Originally, grains such as rye and oats were planted in between vegetable production as cover crops – crops planted not with the intention of consumption but with the intention of protecting the soil from water and wind erosion during the winter months, and to be incorporated into the soil, adding organic matter.
However, aware of a prominent void in the local food movement, in the fall of 2010 we sowed barley, rye, and wheat for consumption, and in the spring of 2011, we planted oats. In the summer of 2011, we harvested our first crop of grains for human consumption. From here we had a whole new set of challenges set about by the need for appropriate drying and storage practices as well as scaled cleaning equipment. That’s a whole other story.

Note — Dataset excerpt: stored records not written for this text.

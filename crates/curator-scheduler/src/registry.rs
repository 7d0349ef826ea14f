//! Job status registry.
//!
//! Every registered job gets a [`JobStatus`] that the run wrapper updates on
//! start and completion. It lives in the daemon process only; the daemon
//! logs a summary of every job from it on shutdown.

use std::collections::{BTreeMap, HashMap};
use std::sync::{RwLock, RwLockReadGuard, RwLockWriteGuard};

use chrono::{DateTime, Utc};
use serde::{Deserialize, Serialize};

/// Outcome of one run.
#[derive(Debug, Clone, Serialize, Deserialize, PartialEq, Eq)]
#[serde(tag = "result", content = "reason", rename_all = "snake_case")]
pub enum JobResult {
    Success,
    Failed(String),
    /// Not run, e.g. the previous run was still active
    Skipped(String),
}

/// Metadata a job reports about its run.
#[derive(Debug, Clone, Default, PartialEq, Eq)]
pub struct JobOutput {
    pub metadata: BTreeMap<String, String>,
}

impl JobOutput {
    pub fn new() -> Self {
        Self::default()
    }

    pub fn with_metadata(mut self, key: impl Into<String>, value: impl ToString) -> Self {
        self.metadata.insert(key.into(), value.to_string());
        self
    }
}

/// Observed state of one job.
#[derive(Debug, Clone, Serialize, Deserialize)]
pub struct JobStatus {
    pub job_name: String,
    pub cron_expr: String,
    pub timezone: String,
    /// When the last run finished
    pub last_run: Option<DateTime<Utc>>,
    pub last_duration_ms: Option<u64>,
    pub last_result: Option<JobResult>,
    pub run_count: u64,
    pub error_count: u64,
    pub skip_count: u64,
    pub is_running: bool,
    #[serde(default)]
    pub last_run_metadata: BTreeMap<String, String>,
}

impl JobStatus {
    fn new(job_name: &str, cron_expr: &str, timezone: &str) -> Self {
        Self {
            job_name: job_name.to_string(),
            cron_expr: cron_expr.to_string(),
            timezone: timezone.to_string(),
            last_run: None,
            last_duration_ms: None,
            last_result: None,
            run_count: 0,
            error_count: 0,
            skip_count: 0,
            is_running: false,
            last_run_metadata: BTreeMap::new(),
        }
    }
}

/// Thread-safe map of job name to status.
///
/// ```
/// use curator_scheduler::{JobRegistry, JobResult};
///
/// let registry = JobRegistry::new();
/// registry.register("daily_digest", "0 45 9 * * *", "America/Chicago");
/// registry.record_start("daily_digest");
/// assert!(registry.is_running("daily_digest"));
/// registry.record_complete("daily_digest", JobResult::Success, 120, Default::default());
/// assert_eq!(registry.get_status("daily_digest").unwrap().run_count, 1);
/// ```
#[derive(Debug, Default)]
pub struct JobRegistry {
    jobs: RwLock<HashMap<String, JobStatus>>,
}

impl JobRegistry {
    pub fn new() -> Self {
        Self::default()
    }

    // A panic inside a status update leaves the map itself consistent.
    fn read(&self) -> RwLockReadGuard<'_, HashMap<String, JobStatus>> {
        self.jobs.read().unwrap_or_else(|poisoned| poisoned.into_inner())
    }

    fn write(&self) -> RwLockWriteGuard<'_, HashMap<String, JobStatus>> {
        self.jobs.write().unwrap_or_else(|poisoned| poisoned.into_inner())
    }

    /// Register a job, replacing any previous status under the same name.
    pub fn register(&self, job_name: &str, cron_expr: &str, timezone: &str) {
        self.write().insert(
            job_name.to_string(),
            JobStatus::new(job_name, cron_expr, timezone),
        );
    }

    pub fn record_start(&self, job_name: &str) {
        if let Some(status) = self.write().get_mut(job_name) {
            status.is_running = true;
        }
    }

    /// Record a finished, failed or skipped run.
    pub fn record_complete(
        &self,
        job_name: &str,
        result: JobResult,
        duration_ms: u64,
        metadata: BTreeMap<String, String>,
    ) {
        let mut jobs = self.write();
        let Some(status) = jobs.get_mut(job_name) else {
            return;
        };

        match &result {
            JobResult::Skipped(_) => {
                status.skip_count += 1;
            }
            JobResult::Failed(_) => {
                status.is_running = false;
                status.run_count += 1;
                status.error_count += 1;
            }
            JobResult::Success => {
                status.is_running = false;
                status.run_count += 1;
            }
        }
        status.last_run = Some(Utc::now());
        status.last_duration_ms = Some(duration_ms);
        status.last_result = Some(result);
        status.last_run_metadata = metadata;
    }

    pub fn get_status(&self, job_name: &str) -> Option<JobStatus> {
        self.read().get(job_name).cloned()
    }

    /// All statuses, sorted by job name.
    pub fn get_all_status(&self) -> Vec<JobStatus> {
        let mut all: Vec<JobStatus> = self.read().values().cloned().collect();
        all.sort_by(|a, b| a.job_name.cmp(&b.job_name));
        all
    }

    pub fn is_running(&self, job_name: &str) -> bool {
        self.read()
            .get(job_name)
            .map(|s| s.is_running)
            .unwrap_or(false)
    }

    pub fn is_registered(&self, job_name: &str) -> bool {
        self.read().contains_key(job_name)
    }

    pub fn job_count(&self) -> usize {
        self.read().len()
    }
}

According to the agricultural extension officer, we would need 750 acres to “make a living” growing grain. Yet nothing which is currently grown at commodity scale is useful to the artisanal baker striving for delicious, nutritious bread. With 25 arable acres, we recognized the need to, again, as nature shows so well, diversify. We have since incorporated buckwheat, millet, sorghum, corn, rice, dry beans, mustard seed, and sesame seed into the rotation. We are also experimenting with sweet cane sorghum. Attentive planning and double-cropping over the course of the yearly cycle have resulted in a somewhat economically viable system yielding variety and quality that a baker can select for. In our grain fields, we polycrop with added camelina or flowers, mainly red poppies and blue bachelor’s buttons, which add diversity to the stand and provide food for the pollinators as for the soul.
The underlying goal is to improve the soil and sequester carbon while producing nutrient dense food.